PROMPT - What lines below include the word "Trellis"? Copy each one.

Dataset entries -
·····
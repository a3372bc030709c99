//! Prompt construction for generation and adjustment calls.
//!
//! Pure string assembly, no I/O. The schema reference mirrors
//! [`crate::draft`]'s bounds; keep the two in sync when limits change.

use crate::draft::{MAX_ACTIONS, MAX_DELIVERABLES, MAX_OUTCOMES};

/// JSON schema reference included in every prompt.
const SCHEMA_REFERENCE: &str = r#"## Plan JSON Schema

Respond with a single JSON object and nothing else:

```json
{
  "idea": "string",          // REQUIRED. Echo the idea back VERBATIM.
  "title": "string",         // REQUIRED. Short plan title.
  "summary": "string",       // REQUIRED. One-paragraph plan summary.
  "outcomes": [              // REQUIRED. 1-8 outcomes, in execution order.
    {
      "title": "string",
      "summary": "string",
      "status": "todo",      // "todo" | "doing" | "done"
      "deliverables": [      // 1-8 per outcome, in execution order.
        {
          "title": "string",
          "done_when": "string",   // One acceptance sentence.
          "notes": "string",       // Optional.
          "status": "todo",
          "actions": [             // 0-12 per deliverable.
            { "title": "string", "status": "todo" }
          ]
        }
      ]
    }
  ]
}
```
"#;

/// Decomposition guidance included in the generation prompt.
const DECOMPOSITION_GUIDELINES: &str = r#"## Decomposition Guidelines

1. **Outcomes are results, not activities.** Each outcome names a state of
   the world worth reaching on the way to the idea.
2. **Deliverables are checkable.** Every deliverable carries a `done_when`
   sentence a non-expert could verify.
3. **Actions are small.** A single sitting of work each; start titles with
   a verb.
4. **Order everything.** Arrays are stored in the order you emit them and
   shown to the user as the execution order.
5. **Stay inside the limits.** The schema bounds are enforced; an
   oversized plan is rejected wholesale.
"#;

/// Build the prompt for initial plan generation.
///
/// `research`, when present, is a JSON array of snippets gathered by the
/// research collaborator and is quoted for grounding.
pub fn build_generation_prompt(idea: &str, research: Option<&serde_json::Value>) -> String {
    let mut prompt = String::with_capacity(4096);

    prompt.push_str("# Plan Architect for Trellis\n\n");
    prompt.push_str(
        "You are a plan architect for Trellis. Turn the idea below into a \
         three-level execution hierarchy: outcomes, each with deliverables, \
         each with actions.\n\n",
    );
    prompt.push_str(&format!(
        "Limits: at most {MAX_OUTCOMES} outcomes, {MAX_DELIVERABLES} deliverables \
         per outcome, {MAX_ACTIONS} actions per deliverable.\n\n"
    ));

    prompt.push_str(SCHEMA_REFERENCE);
    prompt.push('\n');
    prompt.push_str(DECOMPOSITION_GUIDELINES);
    prompt.push('\n');

    prompt.push_str("## Idea\n\n");
    prompt.push_str(idea);
    prompt.push('\n');

    if let Some(research) = research {
        prompt.push_str("\n## Research Snippets\n\n");
        prompt.push_str(
            "Background gathered for this idea; use it to ground titles and \
             acceptance criteria.\n\n",
        );
        prompt.push_str(&research.to_string());
        prompt.push('\n');
    }

    prompt
}

/// Build the prompt for an adjustment round.
///
/// The model is asked to re-emit the complete structure (not a diff) and
/// to echo the original idea verbatim; the consistency guard rejects any
/// draft where the echo drifted.
pub fn build_adjustment_prompt(idea: &str, instruction: &str) -> String {
    let mut prompt = String::with_capacity(4096);

    prompt.push_str("# Plan Adjustment for Trellis\n\n");
    prompt.push_str(
        "Revise the plan we have been discussing in this conversation. \
         Re-emit the COMPLETE plan structure, not a diff: every outcome, \
         deliverable, and action you want to keep must appear in the \
         response. Preserve the status of nodes you are not changing.\n\n",
    );

    prompt.push_str(SCHEMA_REFERENCE);
    prompt.push('\n');

    prompt.push_str("## Original Idea (echo this back verbatim)\n\n");
    prompt.push_str(idea);
    prompt.push('\n');

    prompt.push_str("\n## Adjustment Request\n\n");
    prompt.push_str(instruction);
    prompt.push('\n');

    prompt
}

#[cfg(test)]
mod tests {
    use super::*;

    #[test]
    fn generation_prompt_contains_schema_markers() {
        let prompt = build_generation_prompt("open a bakery", None);
        assert!(prompt.contains("Plan JSON Schema"));
        assert!(prompt.contains("\"outcomes\""));
        assert!(prompt.contains("\"done_when\""));
        assert!(prompt.contains("\"actions\""));
    }

    #[test]
    fn generation_prompt_contains_guidelines_and_idea() {
        let prompt = build_generation_prompt("open a bakery", None);
        assert!(prompt.contains("Decomposition Guidelines"));
        assert!(prompt.contains("open a bakery"));
        assert!(!prompt.contains("Research Snippets"));
    }

    #[test]
    fn generation_prompt_embeds_limits() {
        let prompt = build_generation_prompt("idea", None);
        assert!(prompt.contains(&format!("at most {MAX_OUTCOMES} outcomes")));
    }

    #[test]
    fn generation_prompt_includes_research_when_present() {
        let research = serde_json::json!([{"source": "example.org", "text": "ovens are hot"}]);
        let prompt = build_generation_prompt("open a bakery", Some(&research));
        assert!(prompt.contains("Research Snippets"));
        assert!(prompt.contains("ovens are hot"));
    }

    #[test]
    fn adjustment_prompt_demands_full_reemission() {
        let prompt = build_adjustment_prompt("open a bakery", "add a marketing outcome");
        assert!(prompt.contains("COMPLETE plan structure"));
        assert!(prompt.contains("not a diff"));
        assert!(prompt.contains("echo this back verbatim"));
        assert!(prompt.contains("open a bakery"));
        assert!(prompt.contains("add a marketing outcome"));
    }
}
·····
ANSWER -
    prompt.push_str("# Plan Architect for Trellis\n\n");
        "You are a plan architect for Trellis. Turn the idea below into a \
    prompt.push_str("# Plan Adjustment for Trellis\n\n");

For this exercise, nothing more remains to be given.